The Epic Begins....

Alex and I will be partaking in a 'Women v Cancer' cycle ride - a mere 400km across Cuba. The funds raised will be divided equally between: Breast Cancer Care, Jo's Cervical Cancer Trust and Ovarian Cancer Action.. some money will also be donated to help women fight cancer in Cuba....

So NOW all we need to do is ... get fit ... and raise £3,000 each.... Oh yes, and Alex will be losing weight too :-)

Friday 3 August 2012

A lonely ride..........

Ok, so we all know its been  weeks since I have braved it out on the bike, but finally....I managed.  Its scary how time is flying and before I know it the challenge will be upon me!  6 months has passed since I signed up and in all honesty I havent worked as hard as what I should, I gave up Slimming World, hubbys shifts were erractic at work and this gave me the excuse I needed.  I gained weight surprise surprise, but I have rejoined and I am happy that although I gained I have still kept some weight off and I am not as heavy as in Feb, although I am sure I would have been so much better if I had stayed at Slimming world in the first place! 

I managed to get out on the bike, but boy it hurt!  It is unreal how a few weeks of not getting out can reduce your fitness by soooooo much :-s . I really struggled and when I got to Langley Park approx 4.5miles I really wanted to quit :-(  but my song came on my ipod, the song that spurred me on last time and the song I made my video too on youtube, and the pictures and the reason for doing this spurred me on......again.   I only managed to get to just before Lanchester, approx 7 miles from home but I felt lonely, sad and annoyed with myself.............I turned round and rode home.........a very lonely 14 miles or so...........
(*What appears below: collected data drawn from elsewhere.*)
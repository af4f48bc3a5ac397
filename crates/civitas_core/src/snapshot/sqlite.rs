//! SQLite snapshot backend.
//!
//! Each save inserts one row holding the encoded snapshot and prunes rows
//! beyond the retention window, inside a single transaction.

use super::{decode_snapshot, encode_snapshot_text, SnapshotResult, SnapshotStore};
use crate::db::{open_db, open_db_in_memory};
use crate::model::Project;
use chrono::Utc;
use rusqlite::{params, Connection, OptionalExtension};
use std::path::Path;

pub struct SqliteSnapshotStore {
    conn: Connection,
    retain: u32,
}

impl SqliteSnapshotStore {
    /// Opens (or creates) a snapshot database keeping the newest `retain` rows.
    pub fn open(path: impl AsRef<Path>, retain: u32) -> SnapshotResult<Self> {
        Ok(Self::from_connection(open_db(path)?, retain))
    }

    pub fn open_in_memory(retain: u32) -> SnapshotResult<Self> {
        Ok(Self::from_connection(open_db_in_memory()?, retain))
    }

    /// Wraps an already migrated connection. `retain` is raised to at least 1.
    pub fn from_connection(conn: Connection, retain: u32) -> Self {
        Self {
            conn,
            retain: retain.max(1),
        }
    }

    /// Number of snapshot rows currently kept.
    pub fn snapshot_count(&self) -> SnapshotResult<i64> {
        let count = self
            .conn
            .query_row("SELECT COUNT(*) FROM snapshots;", [], |row| row.get::<_, i64>(0))?;
        Ok(count)
    }
}

impl SnapshotStore for SqliteSnapshotStore {
    fn backend_name(&self) -> &'static str {
        "sqlite"
    }

    fn load(&self) -> SnapshotResult<Option<Vec<Project>>> {
        let body: Option<String> = self
            .conn
            .query_row(
                "SELECT body FROM snapshots ORDER BY seq DESC LIMIT 1;",
                [],
                |row| row.get(0),
            )
            .optional()?;

        body.map(|text| decode_snapshot(text.as_bytes())).transpose()
    }

    fn save(&mut self, projects: &[Project]) -> SnapshotResult<()> {
        let body = encode_snapshot_text(projects)?;

        let tx = self.conn.transaction()?;
        tx.execute(
            "INSERT INTO snapshots (saved_at, project_count, body) VALUES (?1, ?2, ?3);",
            params![Utc::now().timestamp_millis(), projects.len() as i64, body],
        )?;
        tx.execute(
            "DELETE FROM snapshots
             WHERE seq NOT IN (
                SELECT seq FROM snapshots ORDER BY seq DESC LIMIT ?1
             );",
            [i64::from(self.retain)],
        )?;
        tx.commit()?;
        Ok(())
    }
}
I got a letter from action for charity yesterday and although I have raised £2000, I still have £900 to go, but on top of that I need to raise money to pay for my airport taxes which is currently £305, my passport currently £96, any kit I need and my insurance!  OMG I still have a long road to climb and I cant let this opportunity go to waste especially when I have come so far........................I just need to use a tool which I have always struggled with in my life........motivation!